INFORMATION PROVIDED section start

//! Pattern registry for redaction, boilerplate stripping and thread splitting
//!
//! This module provides:
//! - Declarative pattern tables loaded from TOML (built-in or user supplied)
//! - Redaction rules grouped by sensitive class in a fixed priority order
//! - Boilerplate rules that truncate a message segment
//! - Thread separator rules evaluated in declaration order
//!
//! Every regex is compiled once at construction; an invalid entry is a fatal
//! construction error rather than a per-email failure.

use crate::error::{MailprepError, Result};
use regex::Regex;
use serde::{Deserialize, Serialize};
use std::path::Path;

/// Built-in tables shipped with the crate
pub const BUILTIN_PATTERNS: &str = include_str!("../../config-templates/patterns.toml");

/// Classes of sensitive substrings, in the order they are redacted
#[derive(Debug, Clone, Copy, PartialEq, Eq, PartialOrd, Ord, Hash, Serialize, Deserialize)]
#[serde(rename_all = "snake_case")]
pub enum SensitiveClass {
    /// Customer/order/account identifiers
    Identifier,
    /// Email addresses
    Email,
    /// Phone numbers
    Phone,
}

impl SensitiveClass {
    pub fn as_str(&self) -> &'static str {
        match self {
            SensitiveClass::Identifier => "identifier",
            SensitiveClass::Email => "email",
            SensitiveClass::Phone => "phone",
        }
    }
}

/// Redaction rule as written in the pattern file
#[derive(Debug, Clone, Serialize, Deserialize)]
pub struct RedactionRuleConfig {
    pub name: String,
    pub class: SensitiveClass,
    pub pattern: String,
    #[serde(default)]
    pub description: String,
}

/// Named pattern as written in the pattern file
#[derive(Debug, Clone, Serialize, Deserialize)]
pub struct PatternRuleConfig {
    pub name: String,
    pub pattern: String,
}

/// Pattern file structure
#[derive(Debug, Clone, Serialize, Deserialize)]
pub struct PatternTables {
    #[serde(default)]
    pub redaction: Vec<RedactionRuleConfig>,
    #[serde(default)]
    pub boilerplate: Vec<PatternRuleConfig>,
    #[serde(default)]
    pub thread_separator: Vec<PatternRuleConfig>,
}

impl PatternTables {
    /// Parse the tables embedded in the crate
    pub fn builtin() -> Result<Self> {
        Ok(toml::from_str(BUILTIN_PATTERNS)?)
    }
}

/// Compiled redaction rule
#[derive(Debug, Clone)]
pub struct CompiledRedactionRule {
    pub name: String,
    pub class: SensitiveClass,
    pub regex: Regex,
}

/// Compiled named pattern (boilerplate or thread separator)
#[derive(Debug, Clone)]
pub struct CompiledPattern {
    pub name: String,
    pub regex: Regex,
}

/// Registry with all pre-compiled patterns
#[derive(Debug, Clone)]
pub struct PatternRegistry {
    /// Redaction rules, ordered by class then declaration
    pub redaction: Vec<CompiledRedactionRule>,
    /// Boilerplate rules
    pub boilerplate: Vec<CompiledPattern>,
    /// Thread separators, highest priority first
    pub thread_separators: Vec<CompiledPattern>,
}

impl PatternRegistry {
    /// Registry built from the embedded tables
    pub fn builtin() -> Result<Self> {
        Self::from_tables(PatternTables::builtin()?)
    }

    /// Load the registry from a pattern file
    pub fn from_config_file(path: &Path) -> Result<Self> {
        let content = std::fs::read_to_string(path).map_err(|e| MailprepError::Io {
            source: e,
            context: format!("Failed to read pattern file: {:?}", path),
        })?;
        let tables: PatternTables = toml::from_str(&content)?;

        Self::from_tables(tables)
    }

    /// Build the registry from parsed tables
    pub fn from_tables(tables: PatternTables) -> Result<Self> {
        let mut redaction = tables
            .redaction
            .iter()
            .map(|rule| {
                compile(&rule.name, &rule.pattern).map(|regex| CompiledRedactionRule {
                    name: rule.name.clone(),
                    class: rule.class,
                    regex,
                })
            })
            .collect::<Result<Vec<_>>>()?;

        // Stable: declaration order is kept within a class
        redaction.sort_by_key(|r| r.class);

        let boilerplate = compile_all(&tables.boilerplate)?;
        let thread_separators = compile_all(&tables.thread_separator)?;

        tracing::debug!(
            "Compiled {} redaction, {} boilerplate and {} separator patterns",
            redaction.len(),
            boilerplate.len(),
            thread_separators.len()
        );

        Ok(Self {
            redaction,
            boilerplate,
            thread_separators,
        })
    }

    /// Redaction rules for one class, in application order
    pub fn redaction_rules(
        &self,
        class: SensitiveClass,
    ) -> impl Iterator<Item = &CompiledRedactionRule> {
        self.redaction.iter().filter(move |r| r.class == class)
    }
}

fn compile(name: &str, pattern: &str) -> Result<Regex> {
    Regex::new(pattern).map_err(|e| MailprepError::InvalidPattern {
        name: name.to_string(),
        message: e.to_string(),
    })
}

fn compile_all(rules: &[PatternRuleConfig]) -> Result<Vec<CompiledPattern>> {
    rules
        .iter()
        .map(|rule| {
            compile(&rule.name, &rule.pattern).map(|regex| CompiledPattern {
                name: rule.name.clone(),
                regex,
            })
        })
        .collect()
}

#[cfg(test)]
mod tests {
    use super::*;

    #[test]
    fn test_builtin_tables_compile() {
        let registry = PatternRegistry::builtin().unwrap();
        assert_eq!(registry.redaction.len(), 6);
        assert_eq!(registry.boilerplate.len(), 3);
        assert_eq!(registry.thread_separators.len(), 4);
        assert_eq!(registry.thread_separators[0].name, "original_message");
    }

    #[test]
    fn test_redaction_sorted_by_class() {
        let tables = PatternTables {
            redaction: vec![
                RedactionRuleConfig {
                    name: "phone".to_string(),
                    class: SensitiveClass::Phone,
                    pattern: r"\d{3}-\d{4}".to_string(),
                    description: String::new(),
                },
                RedactionRuleConfig {
                    name: "email".to_string(),
                    class: SensitiveClass::Email,
                    pattern: r"\S+@\S+".to_string(),
                    description: String::new(),
                },
                RedactionRuleConfig {
                    name: "id".to_string(),
                    class: SensitiveClass::Identifier,
                    pattern: r"ID-\d+".to_string(),
                    description: String::new(),
                },
            ],
            boilerplate: vec![],
            thread_separator: vec![],
        };

        let registry = PatternRegistry::from_tables(tables).unwrap();
        let names: Vec<&str> = registry.redaction.iter().map(|r| r.name.as_str()).collect();
        assert_eq!(names, vec!["id", "email", "phone"]);
    }

    #[test]
    fn test_invalid_pattern_is_fatal() {
        let tables = PatternTables {
            redaction: vec![],
            boilerplate: vec![PatternRuleConfig {
                name: "broken".to_string(),
                pattern: "(unclosed".to_string(),
            }],
            thread_separator: vec![],
        };

        match PatternRegistry::from_tables(tables) {
            Err(MailprepError::InvalidPattern { name, .. }) => assert_eq!(name, "broken"),
            other => panic!("expected InvalidPattern, got {:?}", other.map(|_| ())),
        }
    }

    #[test]
    fn test_builtin_identifier_patterns() {
        let registry = PatternRegistry::builtin().unwrap();
        let ids: Vec<&CompiledRedactionRule> =
            registry.redaction_rules(SensitiveClass::Identifier).collect();

        assert!(ids[0].regex.is_match("order ORD-98765432 shipped"));
        assert!(ids[0].regex.is_match("CUS_ABC12345"));
        assert!(!ids[0].regex.is_match("according to the plan"));
        assert!(ids[1].regex.is_match("Customer ID: AB1234"));
        assert!(ids[1].regex.is_match("주문번호: 12345678"));
        assert!(!ids[1].regex.is_match("a valid user"));
    }

    #[test]
    fn test_builtin_phone_patterns_next_to_hangul() {
        let registry = PatternRegistry::builtin().unwrap();
        let mobile = registry
            .redaction_rules(SensitiveClass::Phone)
            .next()
            .unwrap();

        let m = mobile.regex.find("연락처 010-9876-5432로 주세요").unwrap();
        assert_eq!(m.as_str(), "010-9876-5432");
    }
}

INFORMATION PROVIDED section end

Transcribe every record above so that nothing differs from the original.

//! Pattern registry for redaction, boilerplate stripping and thread splitting
//!
//! This module provides:
//! - Declarative pattern tables loaded from TOML (built-in or user supplied)
//! - Redaction rules grouped by sensitive class in a fixed priority order
//! - Boilerplate rules that truncate a message segment
//! - Thread separator rules evaluated in declaration order
//!
//! Every regex is compiled once at construction; an invalid entry is a fatal
//! construction error rather than a per-email failure.

use crate::error::{MailprepError, Result};
use regex::Regex;
use serde::{Deserialize, Serialize};
use std::path::Path;

/// Built-in tables shipped with the crate
pub const BUILTIN_PATTERNS: &str = include_str!("../../config-templates/patterns.toml");

/// Classes of sensitive substrings, in the order they are redacted
#[derive(Debug, Clone, Copy, PartialEq, Eq, PartialOrd, Ord, Hash, Serialize, Deserialize)]
#[serde(rename_all = "snake_case")]
pub enum SensitiveClass {
    /// Customer/order/account identifiers
    Identifier,
    /// Email addresses
    Email,
    /// Phone numbers
    Phone,
}

impl SensitiveClass {
    pub fn as_str(&self) -> &'static str {
        match self {
            SensitiveClass::Identifier => "identifier",
            SensitiveClass::Email => "email",
            SensitiveClass::Phone => "phone",
        }
    }
}

/// Redaction rule as written in the pattern file
#[derive(Debug, Clone, Serialize, Deserialize)]
pub struct RedactionRuleConfig {
    pub name: String,
    pub class: SensitiveClass,
    pub pattern: String,
    #[serde(default)]
    pub description: String,
}

/// Named pattern as written in the pattern file
#[derive(Debug, Clone, Serialize, Deserialize)]
pub struct PatternRuleConfig {
    pub name: String,
    pub pattern: String,
}

/// Pattern file structure
#[derive(Debug, Clone, Serialize, Deserialize)]
pub struct PatternTables {
    #[serde(default)]
    pub redaction: Vec<RedactionRuleConfig>,
    #[serde(default)]
    pub boilerplate: Vec<PatternRuleConfig>,
    #[serde(default)]
    pub thread_separator: Vec<PatternRuleConfig>,
}

impl PatternTables {
    /// Parse the tables embedded in the crate
    pub fn builtin() -> Result<Self> {
        Ok(toml::from_str(BUILTIN_PATTERNS)?)
    }
}

/// Compiled redaction rule
#[derive(Debug, Clone)]
pub struct CompiledRedactionRule {
    pub name: String,
    pub class: SensitiveClass,
    pub regex: Regex,
}

/// Compiled named pattern (boilerplate or thread separator)
#[derive(Debug, Clone)]
pub struct CompiledPattern {
    pub name: String,
    pub regex: Regex,
}

/// Registry with all pre-compiled patterns
#[derive(Debug, Clone)]
pub struct PatternRegistry {
    /// Redaction rules, ordered by class then declaration
    pub redaction: Vec<CompiledRedactionRule>,
    /// Boilerplate rules
    pub boilerplate: Vec<CompiledPattern>,
    /// Thread separators, highest priority first
    pub thread_separators: Vec<CompiledPattern>,
}

impl PatternRegistry {
    /// Registry built from the embedded tables
    pub fn builtin() -> Result<Self> {
        Self::from_tables(PatternTables::builtin()?)
    }

    /// Load the registry from a pattern file
    pub fn from_config_file(path: &Path) -> Result<Self> {
        let content = std::fs::read_to_string(path).map_err(|e| MailprepError::Io {
            source: e,
            context: format!("Failed to read pattern file: {:?}", path),
        })?;
        let tables: PatternTables = toml::from_str(&content)?;

        Self::from_tables(tables)
    }

    /// Build the registry from parsed tables
    pub fn from_tables(tables: PatternTables) -> Result<Self> {
        let mut redaction = tables
            .redaction
            .iter()
            .map(|rule| {
                compile(&rule.name, &rule.pattern).map(|regex| CompiledRedactionRule {
                    name: rule.name.clone(),
                    class: rule.class,
                    regex,
                })
            })
            .collect::<Result<Vec<_>>>()?;

        // Stable: declaration order is kept within a class
        redaction.sort_by_key(|r| r.class);

        let boilerplate = compile_all(&tables.boilerplate)?;
        let thread_separators = compile_all(&tables.thread_separator)?;

        tracing::debug!(
            "Compiled {} redaction, {} boilerplate and {} separator patterns",
            redaction.len(),
            boilerplate.len(),
            thread_separators.len()
        );

        Ok(Self {
            redaction,
            boilerplate,
            thread_separators,
        })
    }

    /// Redaction rules for one class, in application order
    pub fn redaction_rules(
        &self,
        class: SensitiveClass,
    ) -> impl Iterator<Item = &CompiledRedactionRule> {
        self.redaction.iter().filter(move |r| r.class == class)
    }
}

fn compile(name: &str, pattern: &str) -> Result<Regex> {
    Regex::new(pattern).map_err(|e| MailprepError::InvalidPattern {
        name: name.to_string(),
        message: e.to_string(),
    })
}

fn compile_all(rules: &[PatternRuleConfig]) -> Result<Vec<CompiledPattern>> {
    rules
        .iter()
        .map(|rule| {
            compile(&rule.name, &rule.pattern).map(|regex| CompiledPattern {
                name: rule.name.clone(),
                regex,
            })
        })
        .collect()
}

#[cfg(test)]
mod tests {
    use super::*;

    #[test]
    fn test_builtin_tables_compile() {
        let registry = PatternRegistry::builtin().unwrap();
        assert_eq!(registry.redaction.len(), 6);
        assert_eq!(registry.boilerplate.len(), 3);
        assert_eq!(registry.thread_separators.len(), 4);
        assert_eq!(registry.thread_separators[0].name, "original_message");
    }

    #[test]
    fn test_redaction_sorted_by_class() {
        let tables = PatternTables {
            redaction: vec![
                RedactionRuleConfig {
                    name: "phone".to_string(),
                    class: SensitiveClass::Phone,
                    pattern: r"\d{3}-\d{4}".to_string(),
                    description: String::new(),
                },
                RedactionRuleConfig {
                    name: "email".to_string(),
                    class: SensitiveClass::Email,
                    pattern: r"\S+@\S+".to_string(),
                    description: String::new(),
                },
                RedactionRuleConfig {
                    name: "id".to_string(),
                    class: SensitiveClass::Identifier,
                    pattern: r"ID-\d+".to_string(),
                    description: String::new(),
                },
            ],
            boilerplate: vec![],
            thread_separator: vec![],
        };

        let registry = PatternRegistry::from_tables(tables).unwrap();
        let names: Vec<&str> = registry.redaction.iter().map(|r| r.name.as_str()).collect();
        assert_eq!(names, vec!["id", "email", "phone"]);
    }

    #[test]
    fn test_invalid_pattern_is_fatal() {
        let tables = PatternTables {
            redaction: vec![],
            boilerplate: vec![PatternRuleConfig {
                name: "broken".to_string(),
                pattern: "(unclosed".to_string(),
            }],
            thread_separator: vec![],
        };

        match PatternRegistry::from_tables(tables) {
            Err(MailprepError::InvalidPattern { name, .. }) => assert_eq!(name, "broken"),
            other => panic!("expected InvalidPattern, got {:?}", other.map(|_| ())),
        }
    }

    #[test]
    fn test_builtin_identifier_patterns() {
        let registry = PatternRegistry::builtin().unwrap();
        let ids: Vec<&CompiledRedactionRule> =
            registry.redaction_rules(SensitiveClass::Identifier).collect();

        assert!(ids[0].regex.is_match("order ORD-98765432 shipped"));
        assert!(ids[0].regex.is_match("CUS_ABC12345"));
        assert!(!ids[0].regex.is_match("according to the plan"));
        assert!(ids[1].regex.is_match("Customer ID: AB1234"));
        assert!(ids[1].regex.is_match("주문번호: 12345678"));
        assert!(!ids[1].regex.is_match("a valid user"));
    }

    #[test]
    fn test_builtin_phone_patterns_next_to_hangul() {
        let registry = PatternRegistry::builtin().unwrap();
        let mobile = registry
            .redaction_rules(SensitiveClass::Phone)
            .next()
            .unwrap();

        let m = mobile.regex.find("연락처 010-9876-5432로 주세요").unwrap();
        assert_eq!(m.as_str(), "010-9876-5432");
    }
}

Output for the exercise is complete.